Susan is currently engrossed with her characters, their world and their adventures and is happily screenwriting now…..
*Re: Women in Hollywood and History, I’ve always found the following passage to be incredibly insightful and profound:
“Men and women live on a stage, on which they act out their assigned roles, equal in importance. The play cannot go on without both kinds of performers. Neither of them “contributes” more or less to the whole; neither is marginal or dispensable. But the stage set is conceived, painted, defined by men. Men have written the play, have directed the show, interpreted the meanings of the action. They have assigned themselves the most interesting, most heroic parts, giving women the supporting roles.
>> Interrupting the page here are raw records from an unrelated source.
#[cfg(test)]
mod tests {
    use super::*;
    use std::sync::atomic::AtomicUsize;
    use std::time::Duration;

    use async_trait::async_trait;
    use rust_decimal_macros::dec;

    use deck_exchange::{Balance, IndexPrice, Position, Ticker};

    fn ticker(symbol: &str) -> Ticker {
        Ticker {
            symbol: symbol.to_string(),
            last_price: dec!(96000),
            change_24h: dec!(0.01),
            high_24h: dec!(97000),
            low_24h: dec!(95000),
            volume_24h: dec!(1000000),
        }
    }

    /// Scripted provider with call counting and switchable failure.
    struct MockProvider {
        calls: AtomicUsize,
        fail: std::sync::atomic::AtomicBool,
    }

    impl MockProvider {
        fn working() -> Arc<Self> {
            Arc::new(Self {
                calls: AtomicUsize::new(0),
                fail: std::sync::atomic::AtomicBool::new(false),
            })
        }

        fn failing() -> Arc<Self> {
            Arc::new(Self {
                calls: AtomicUsize::new(0),
                fail: std::sync::atomic::AtomicBool::new(true),
            })
        }

        fn call_count(&self) -> usize {
            self.calls.load(Ordering::SeqCst)
        }

        fn check(&self) -> Result<(), ProviderError> {
            if self.fail.load(Ordering::SeqCst) {
                Err(ProviderError::Unavailable("injected outage".to_string()))
            } else {
                Ok(())
            }
        }
    }

    #[async_trait]
    impl MarketProvider for MockProvider {
        async fn tickers(&self) -> Result<Vec<Ticker>, ProviderError> {
            self.calls.fetch_add(1, Ordering::SeqCst);
            self.check()?;
            Ok(vec![ticker("BTC-USD"), ticker("ETH-USD")])
        }

        async fn index_prices(&self) -> Result<Vec<IndexPrice>, ProviderError> {
            self.check()?;
            Ok(vec![])
        }

        async fn ticker(&self, symbol: &str) -> Result<Ticker, ProviderError> {
            self.calls.fetch_add(1, Ordering::SeqCst);
            self.check()?;
            Ok(ticker(symbol))
        }

        async fn balances(&self, _address: &str) -> Result<Vec<Balance>, ProviderError> {
            self.check()?;
            Ok(vec![])
        }

        async fn positions(&self, _address: &str) -> Result<Vec<Position>, ProviderError> {
            self.check()?;
            Ok(vec![])
        }
    }

    fn policy() -> FreshnessPolicy {
        FreshnessPolicy {
            fresh_for: Duration::from_secs(300),
            serve_ceiling: Duration::from_secs(1800),
        }
    }

    fn aggregator(provider: Arc<MockProvider>) -> MarketAggregator {
        MarketAggregator::new(provider, policy())
    }

    /// Pre-populate the cache with a snapshot of the given age.
    fn seed_snapshot(aggregator: &MarketAggregator, key: QueryKey, age_secs: i64) {
        let snapshot = Snapshot {
            payload: MarketPayload::Ticker(ticker("BTC-USD")),
            fetched_at: Utc::now() - chrono::Duration::seconds(age_secs),
        };
        aggregator.cache().replace(key, Arc::new(snapshot));
    }

    /// Wait until `condition` holds, or fail after two seconds.
    async fn wait_until(mut condition: impl FnMut() -> bool) {
        tokio::time::timeout(Duration::from_secs(2), async {
            while !condition() {
                tokio::time::sleep(Duration::from_millis(5)).await;
            }
        })
        .await
        .expect("condition never became true");
    }

    #[tokio::test]
    async fn test_miss_fetches_and_primes_cache() {
        let provider = MockProvider::working();
        let aggregator = aggregator(provider.clone());
        let key = QueryKey::Ticker("BTC-USD".to_string());

        let served = aggregator.get(&key).await.unwrap();
        assert_eq!(served.source, DataSource::Primary);
        assert!(served.cache_age_secs.is_none());
        assert_eq!(provider.call_count(), 1);

        // Immediately after, the snapshot is fresh cache with near-zero age.
        let served = aggregator.get(&key).await.unwrap();
        assert_eq!(served.source, DataSource::Cache);
        assert!(served.cache_age_secs.unwrap() < 5);
        assert_eq!(provider.call_count(), 1);
    }

    #[tokio::test]
    async fn test_miss_failure_propagates_and_caches_nothing() {
        let provider = MockProvider::failing();
        let aggregator = aggregator(provider.clone());
        let key = QueryKey::Ticker("BTC-USD".to_string());

        let result = aggregator.get(&key).await;
        assert!(matches!(result, Err(MarketError::Upstream { .. })));
        assert!(aggregator.cache().is_empty());
    }

    #[tokio::test]
    async fn test_stale_serves_immediately_then_refreshes() {
        let provider = MockProvider::working();
        let aggregator = aggregator(provider.clone());
        let key = QueryKey::Ticker("BTC-USD".to_string());
        seed_snapshot(&aggregator, key.clone(), 400);

        let served = aggregator.get(&key).await.unwrap();
        assert_eq!(served.source, DataSource::CacheStale);
        let age = served.cache_age_secs.unwrap();
        assert!((395..=405).contains(&age));

        // The background refresh replaces the snapshot for later requests.
        wait_until(|| aggregator.stats().upstream_fetches >= 1).await;
        let served = aggregator.get(&key).await.unwrap();
        assert_eq!(served.source, DataSource::Cache);
        assert_eq!(provider.call_count(), 1);
    }

    #[tokio::test]
    async fn test_stale_refresh_failure_is_swallowed() {
        let provider = MockProvider::failing();
        let aggregator = aggregator(provider.clone());
        let key = QueryKey::Ticker("BTC-USD".to_string());
        seed_snapshot(&aggregator, key.clone(), 400);

        let served = aggregator.get(&key).await.unwrap();
        assert_eq!(served.source, DataSource::CacheStale);

        // The failed refresh leaves the stale snapshot authoritative; the
        // caller keeps getting data, never an error.
        wait_until(|| aggregator.stats().refresh_failures >= 1).await;
        let served = aggregator.get(&key).await.unwrap();
        assert_eq!(served.source, DataSource::CacheStale);
        assert!(served.cache_age_secs.unwrap() >= 395);
    }

    #[tokio::test]
    async fn test_expired_refetches_synchronously() {
        let provider = MockProvider::working();
        let aggregator = aggregator(provider.clone());
        let key = QueryKey::Ticker("BTC-USD".to_string());
        seed_snapshot(&aggregator, key.clone(), 2000);

        let served = aggregator.get(&key).await.unwrap();
        assert_eq!(served.source, DataSource::Primary);
        assert_eq!(provider.call_count(), 1);
    }

    #[tokio::test]
    async fn test_expired_with_failing_upstream_serves_fallback() {
        let provider = MockProvider::failing();
        let aggregator = aggregator(provider.clone());
        let key = QueryKey::Ticker("BTC-USD".to_string());
        seed_snapshot(&aggregator, key.clone(), 2000);

        let served = aggregator.get(&key).await.unwrap();
        assert_eq!(served.source, DataSource::CacheStale);
        assert!(served.cache_age_secs.unwrap() >= 1995);
        assert_eq!(aggregator.stats().fallback_serves, 1);
    }

    #[tokio::test]
    async fn test_summary_merges_tickers_and_indices() {
        let provider = MockProvider::working();
        let aggregator = aggregator(provider.clone());

        let served = aggregator.get(&QueryKey::Summary).await.unwrap();
        match &served.snapshot.payload {
            MarketPayload::Summary(summary) => {
                assert_eq!(summary.tickers.len(), 2);
            }
            other => panic!("expected summary payload, got {other:?}"),
        }
    }

    #[tokio::test]
    async fn test_distinct_keys_do_not_coalesce() {
        let provider = MockProvider::working();
        let aggregator = aggregator(provider.clone());

        let btc_key = QueryKey::Ticker("BTC-USD".to_string());
        let eth_key = QueryKey::Ticker("ETH-USD".to_string());
        let btc = aggregator.get(&btc_key);
        let eth = aggregator.get(&eth_key);
        let (btc, eth) = tokio::join!(btc, eth);

        btc.unwrap();
        eth.unwrap();
        assert_eq!(provider.call_count(), 2);
        assert_eq!(aggregator.cache().len(), 2);
    }
}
As the women become aware of the difference in the way they fit into the play, they ask for more equality in the role assignments. They upstage the men at times, at other times they pinch-hit for a missing male performer. The women finally, after considerable struggle, win the right of access to equal role assignment, but first they must “qualify”. The terms of their “qualifications” are again set by the men; men are the judges of how women measure up; men grant or deny admission. They give preference to docile women and to those who fit their job-description accurately. Men punish, by ridicule, exclusion, or ostracism, any woman who assumes the right to interpret her own role or-worst of all sins-the right to rewrite the script.
It takes considerable time for the women to understand that getting “equal” parts will not make them equal, as long as the script, the props, the stage setting, and the direction are firmly held by men. When the women begin to realize that and cluster together between the acts, or even during the performance, to discuss what to do about it, this play comes to an end.
Looking at the recorded History of society as though it were such a play, we realize that the story of the performances over thousands of years has been recorded only by men and told in their words. Their attention has been mostly on men. Not surprisingly, they have not noticed all the actions women have taken. Finally in the past fifty years, some women have acquired the training necessary for writing the company’s scripts. As they wrote, they began to pay more attention to what women were doing. Still, they had been well trained by their male mentors. So they too found what men were doing on the whole more significant and, in their desire to upgrade the part of women in the past, they looked hard for women who had done what men did. Thus compensatory history was born.
What women must do, what feminists are now doing is to point to that stage, its sets, its props, its director, and its scriptwriter, as did the child in the fairy tale who discovered that the emperor was naked, and say, the basic inequality between us lies within this framework. Then we must tear it down.”